MATERIAL FOR THIS EXERCISE: Begin
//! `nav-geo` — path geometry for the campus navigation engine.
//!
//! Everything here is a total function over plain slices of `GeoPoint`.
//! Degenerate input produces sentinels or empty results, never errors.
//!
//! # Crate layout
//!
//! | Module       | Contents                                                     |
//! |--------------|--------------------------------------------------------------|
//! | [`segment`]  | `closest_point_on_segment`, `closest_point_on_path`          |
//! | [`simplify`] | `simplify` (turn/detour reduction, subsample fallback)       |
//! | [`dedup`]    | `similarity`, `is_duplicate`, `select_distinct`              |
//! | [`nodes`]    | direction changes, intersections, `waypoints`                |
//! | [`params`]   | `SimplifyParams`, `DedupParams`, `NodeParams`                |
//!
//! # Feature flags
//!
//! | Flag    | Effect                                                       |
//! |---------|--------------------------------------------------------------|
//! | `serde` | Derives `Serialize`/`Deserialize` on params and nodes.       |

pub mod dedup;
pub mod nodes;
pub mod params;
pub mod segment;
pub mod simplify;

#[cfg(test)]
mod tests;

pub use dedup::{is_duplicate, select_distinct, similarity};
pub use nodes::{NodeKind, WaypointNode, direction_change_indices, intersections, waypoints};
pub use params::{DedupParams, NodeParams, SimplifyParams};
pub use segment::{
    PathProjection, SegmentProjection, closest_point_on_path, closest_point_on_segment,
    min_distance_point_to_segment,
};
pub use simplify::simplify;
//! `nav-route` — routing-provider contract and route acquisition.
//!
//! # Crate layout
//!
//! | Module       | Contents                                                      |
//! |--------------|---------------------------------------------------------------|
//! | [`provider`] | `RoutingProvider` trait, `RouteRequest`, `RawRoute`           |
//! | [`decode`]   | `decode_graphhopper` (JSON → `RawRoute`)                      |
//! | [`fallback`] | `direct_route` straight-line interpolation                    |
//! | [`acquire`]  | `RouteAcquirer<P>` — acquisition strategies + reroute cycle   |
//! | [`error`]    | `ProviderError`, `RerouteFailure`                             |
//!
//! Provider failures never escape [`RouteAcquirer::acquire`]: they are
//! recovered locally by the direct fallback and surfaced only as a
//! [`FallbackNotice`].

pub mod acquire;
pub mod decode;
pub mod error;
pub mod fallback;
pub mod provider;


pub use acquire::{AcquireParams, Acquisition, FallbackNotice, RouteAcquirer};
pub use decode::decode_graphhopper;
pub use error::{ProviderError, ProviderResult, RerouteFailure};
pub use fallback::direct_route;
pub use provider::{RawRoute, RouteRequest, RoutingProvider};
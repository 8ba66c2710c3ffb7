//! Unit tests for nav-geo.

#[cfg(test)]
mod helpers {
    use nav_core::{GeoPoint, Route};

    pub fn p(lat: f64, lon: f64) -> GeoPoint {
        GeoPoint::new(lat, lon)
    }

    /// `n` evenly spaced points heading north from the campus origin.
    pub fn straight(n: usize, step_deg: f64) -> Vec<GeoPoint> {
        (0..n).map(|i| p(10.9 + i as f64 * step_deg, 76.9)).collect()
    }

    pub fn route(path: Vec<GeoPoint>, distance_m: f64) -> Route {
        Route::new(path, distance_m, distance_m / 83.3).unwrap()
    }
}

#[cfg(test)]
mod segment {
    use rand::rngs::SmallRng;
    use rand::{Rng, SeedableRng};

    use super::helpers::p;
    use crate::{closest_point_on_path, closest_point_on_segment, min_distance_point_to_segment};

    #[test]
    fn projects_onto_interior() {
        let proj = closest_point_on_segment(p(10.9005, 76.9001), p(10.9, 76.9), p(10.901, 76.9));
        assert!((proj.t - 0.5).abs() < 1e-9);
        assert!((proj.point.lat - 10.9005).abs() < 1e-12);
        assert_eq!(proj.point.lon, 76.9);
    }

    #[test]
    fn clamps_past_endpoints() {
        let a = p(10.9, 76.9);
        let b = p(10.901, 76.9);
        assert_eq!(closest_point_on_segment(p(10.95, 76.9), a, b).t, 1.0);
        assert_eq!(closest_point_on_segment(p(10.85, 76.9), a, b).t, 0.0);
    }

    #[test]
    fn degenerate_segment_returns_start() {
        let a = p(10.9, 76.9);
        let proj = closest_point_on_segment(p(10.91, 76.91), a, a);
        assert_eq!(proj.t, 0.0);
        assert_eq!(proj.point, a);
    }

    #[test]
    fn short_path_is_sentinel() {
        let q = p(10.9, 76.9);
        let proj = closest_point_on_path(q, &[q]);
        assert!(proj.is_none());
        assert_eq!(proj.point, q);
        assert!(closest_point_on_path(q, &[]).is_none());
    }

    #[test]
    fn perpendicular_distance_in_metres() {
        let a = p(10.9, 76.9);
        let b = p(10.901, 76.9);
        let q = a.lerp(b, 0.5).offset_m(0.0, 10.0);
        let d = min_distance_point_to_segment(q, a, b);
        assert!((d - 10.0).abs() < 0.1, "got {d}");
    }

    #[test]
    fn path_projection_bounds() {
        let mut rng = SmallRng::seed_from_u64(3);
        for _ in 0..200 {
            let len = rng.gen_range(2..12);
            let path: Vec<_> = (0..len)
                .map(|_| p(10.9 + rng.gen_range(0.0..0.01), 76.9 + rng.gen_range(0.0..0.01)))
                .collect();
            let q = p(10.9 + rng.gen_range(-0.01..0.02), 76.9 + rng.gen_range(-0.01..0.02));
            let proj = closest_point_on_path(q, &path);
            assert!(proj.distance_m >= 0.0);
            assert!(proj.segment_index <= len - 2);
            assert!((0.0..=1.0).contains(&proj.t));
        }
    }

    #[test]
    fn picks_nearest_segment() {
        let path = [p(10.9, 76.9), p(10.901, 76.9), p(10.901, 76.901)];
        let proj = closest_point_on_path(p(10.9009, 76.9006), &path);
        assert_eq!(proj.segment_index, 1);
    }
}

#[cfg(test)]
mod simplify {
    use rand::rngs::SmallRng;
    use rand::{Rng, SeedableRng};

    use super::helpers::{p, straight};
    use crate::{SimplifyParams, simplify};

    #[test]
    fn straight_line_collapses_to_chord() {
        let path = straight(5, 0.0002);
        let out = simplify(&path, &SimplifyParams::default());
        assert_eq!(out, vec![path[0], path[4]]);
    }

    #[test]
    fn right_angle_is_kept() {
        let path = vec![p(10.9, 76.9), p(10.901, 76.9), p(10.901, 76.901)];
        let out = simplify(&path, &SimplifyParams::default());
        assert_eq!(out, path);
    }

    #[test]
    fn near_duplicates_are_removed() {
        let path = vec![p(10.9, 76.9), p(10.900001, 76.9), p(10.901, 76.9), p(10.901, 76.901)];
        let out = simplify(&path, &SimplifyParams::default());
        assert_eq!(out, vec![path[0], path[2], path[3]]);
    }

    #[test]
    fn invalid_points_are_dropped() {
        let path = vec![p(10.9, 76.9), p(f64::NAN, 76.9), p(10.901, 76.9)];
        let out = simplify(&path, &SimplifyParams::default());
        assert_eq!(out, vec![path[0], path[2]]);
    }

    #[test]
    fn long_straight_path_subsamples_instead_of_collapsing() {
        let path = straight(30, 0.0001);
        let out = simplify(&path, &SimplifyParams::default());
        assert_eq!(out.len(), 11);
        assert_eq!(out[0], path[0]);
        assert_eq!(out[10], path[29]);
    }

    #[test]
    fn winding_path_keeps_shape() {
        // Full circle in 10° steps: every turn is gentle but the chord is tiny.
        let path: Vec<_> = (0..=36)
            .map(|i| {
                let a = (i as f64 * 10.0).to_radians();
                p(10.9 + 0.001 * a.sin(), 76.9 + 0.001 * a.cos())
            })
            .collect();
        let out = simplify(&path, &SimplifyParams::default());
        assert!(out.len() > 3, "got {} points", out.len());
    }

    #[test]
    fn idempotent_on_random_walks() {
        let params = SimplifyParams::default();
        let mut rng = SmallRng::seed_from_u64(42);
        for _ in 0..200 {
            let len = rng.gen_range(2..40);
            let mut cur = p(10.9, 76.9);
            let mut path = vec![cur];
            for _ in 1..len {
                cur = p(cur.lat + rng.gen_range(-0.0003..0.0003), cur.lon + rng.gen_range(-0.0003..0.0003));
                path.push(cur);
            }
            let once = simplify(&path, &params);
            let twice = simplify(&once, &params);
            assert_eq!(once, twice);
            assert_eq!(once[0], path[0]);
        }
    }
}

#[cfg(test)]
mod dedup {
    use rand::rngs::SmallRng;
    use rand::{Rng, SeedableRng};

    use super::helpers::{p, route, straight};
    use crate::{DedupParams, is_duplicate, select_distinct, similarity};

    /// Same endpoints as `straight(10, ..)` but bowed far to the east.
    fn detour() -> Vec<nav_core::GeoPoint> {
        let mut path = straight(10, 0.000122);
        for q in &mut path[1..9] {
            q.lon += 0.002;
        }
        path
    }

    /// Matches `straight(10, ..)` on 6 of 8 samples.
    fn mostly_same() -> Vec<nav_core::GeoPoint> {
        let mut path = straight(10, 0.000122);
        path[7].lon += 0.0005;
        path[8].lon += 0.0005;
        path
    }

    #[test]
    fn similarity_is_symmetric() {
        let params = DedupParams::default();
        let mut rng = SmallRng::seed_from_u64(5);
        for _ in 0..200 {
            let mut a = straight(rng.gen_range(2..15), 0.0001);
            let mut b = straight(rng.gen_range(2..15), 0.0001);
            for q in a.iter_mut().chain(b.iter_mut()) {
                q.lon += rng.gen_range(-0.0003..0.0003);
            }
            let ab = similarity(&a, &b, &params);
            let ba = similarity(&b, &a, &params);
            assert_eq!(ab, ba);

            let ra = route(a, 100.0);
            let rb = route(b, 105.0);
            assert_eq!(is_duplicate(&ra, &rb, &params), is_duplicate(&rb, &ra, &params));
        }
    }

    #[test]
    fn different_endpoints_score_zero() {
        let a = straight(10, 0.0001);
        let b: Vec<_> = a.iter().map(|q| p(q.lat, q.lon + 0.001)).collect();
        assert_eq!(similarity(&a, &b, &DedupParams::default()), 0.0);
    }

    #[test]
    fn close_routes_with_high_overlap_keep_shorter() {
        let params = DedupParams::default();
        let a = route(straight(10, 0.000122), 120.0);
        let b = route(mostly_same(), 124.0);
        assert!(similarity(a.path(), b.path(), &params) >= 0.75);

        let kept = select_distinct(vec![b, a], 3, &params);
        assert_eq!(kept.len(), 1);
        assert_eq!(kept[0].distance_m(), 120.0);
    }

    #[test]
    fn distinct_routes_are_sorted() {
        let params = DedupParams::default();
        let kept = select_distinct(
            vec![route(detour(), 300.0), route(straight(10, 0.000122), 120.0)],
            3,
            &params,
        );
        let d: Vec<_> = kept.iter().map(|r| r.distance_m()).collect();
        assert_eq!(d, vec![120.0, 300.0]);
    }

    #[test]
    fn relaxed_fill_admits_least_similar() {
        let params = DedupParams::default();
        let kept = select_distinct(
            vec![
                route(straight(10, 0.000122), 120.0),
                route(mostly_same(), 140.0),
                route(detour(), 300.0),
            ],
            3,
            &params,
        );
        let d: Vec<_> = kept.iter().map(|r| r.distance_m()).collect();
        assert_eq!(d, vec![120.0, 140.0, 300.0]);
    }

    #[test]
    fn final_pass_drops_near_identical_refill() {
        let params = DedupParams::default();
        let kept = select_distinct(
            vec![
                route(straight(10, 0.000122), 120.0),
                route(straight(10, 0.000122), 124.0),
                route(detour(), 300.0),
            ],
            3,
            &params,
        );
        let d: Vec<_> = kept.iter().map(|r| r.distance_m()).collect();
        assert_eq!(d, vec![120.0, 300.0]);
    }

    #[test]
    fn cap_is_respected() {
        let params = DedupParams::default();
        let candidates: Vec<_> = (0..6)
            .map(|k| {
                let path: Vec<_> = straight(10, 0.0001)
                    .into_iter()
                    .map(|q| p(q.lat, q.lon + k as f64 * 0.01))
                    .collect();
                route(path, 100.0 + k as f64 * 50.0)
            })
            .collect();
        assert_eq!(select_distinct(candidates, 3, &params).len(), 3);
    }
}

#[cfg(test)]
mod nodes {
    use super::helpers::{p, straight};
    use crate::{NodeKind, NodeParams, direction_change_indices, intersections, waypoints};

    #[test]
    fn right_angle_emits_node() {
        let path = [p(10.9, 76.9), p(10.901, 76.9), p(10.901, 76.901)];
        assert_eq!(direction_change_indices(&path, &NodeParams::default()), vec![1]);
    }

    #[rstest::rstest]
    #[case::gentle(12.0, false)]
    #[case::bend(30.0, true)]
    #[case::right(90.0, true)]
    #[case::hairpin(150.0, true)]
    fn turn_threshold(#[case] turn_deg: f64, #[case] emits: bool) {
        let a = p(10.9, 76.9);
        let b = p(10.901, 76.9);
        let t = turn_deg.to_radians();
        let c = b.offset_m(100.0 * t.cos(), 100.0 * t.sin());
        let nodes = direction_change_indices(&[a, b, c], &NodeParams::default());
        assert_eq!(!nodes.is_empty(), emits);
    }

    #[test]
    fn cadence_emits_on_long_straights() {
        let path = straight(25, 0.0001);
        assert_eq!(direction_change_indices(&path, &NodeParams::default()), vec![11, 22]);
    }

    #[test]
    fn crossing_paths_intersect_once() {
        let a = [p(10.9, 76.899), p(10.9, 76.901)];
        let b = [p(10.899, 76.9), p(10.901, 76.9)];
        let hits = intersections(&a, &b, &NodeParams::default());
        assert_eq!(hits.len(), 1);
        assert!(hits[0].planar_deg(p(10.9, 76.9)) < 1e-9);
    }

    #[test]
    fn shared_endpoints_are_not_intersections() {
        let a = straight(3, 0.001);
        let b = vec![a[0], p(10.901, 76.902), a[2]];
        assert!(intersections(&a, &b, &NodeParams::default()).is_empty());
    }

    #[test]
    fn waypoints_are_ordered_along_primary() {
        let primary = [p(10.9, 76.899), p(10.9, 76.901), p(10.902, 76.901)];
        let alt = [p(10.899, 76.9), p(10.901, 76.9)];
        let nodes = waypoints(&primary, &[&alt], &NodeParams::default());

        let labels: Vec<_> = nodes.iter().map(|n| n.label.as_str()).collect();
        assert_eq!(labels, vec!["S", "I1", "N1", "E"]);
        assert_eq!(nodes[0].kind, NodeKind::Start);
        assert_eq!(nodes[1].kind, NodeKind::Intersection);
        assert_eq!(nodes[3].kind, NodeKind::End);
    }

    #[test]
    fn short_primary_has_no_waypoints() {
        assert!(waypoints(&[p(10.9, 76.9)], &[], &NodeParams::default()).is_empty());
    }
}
MATERIAL FOR THIS EXERCISE: End
§ DIRECTIONS
Look for the string "twice" in the data above and return every line that has it.

§ ANSWER SECTION
            let twice = simplify(&once, &params);
            assert_eq!(once, twice);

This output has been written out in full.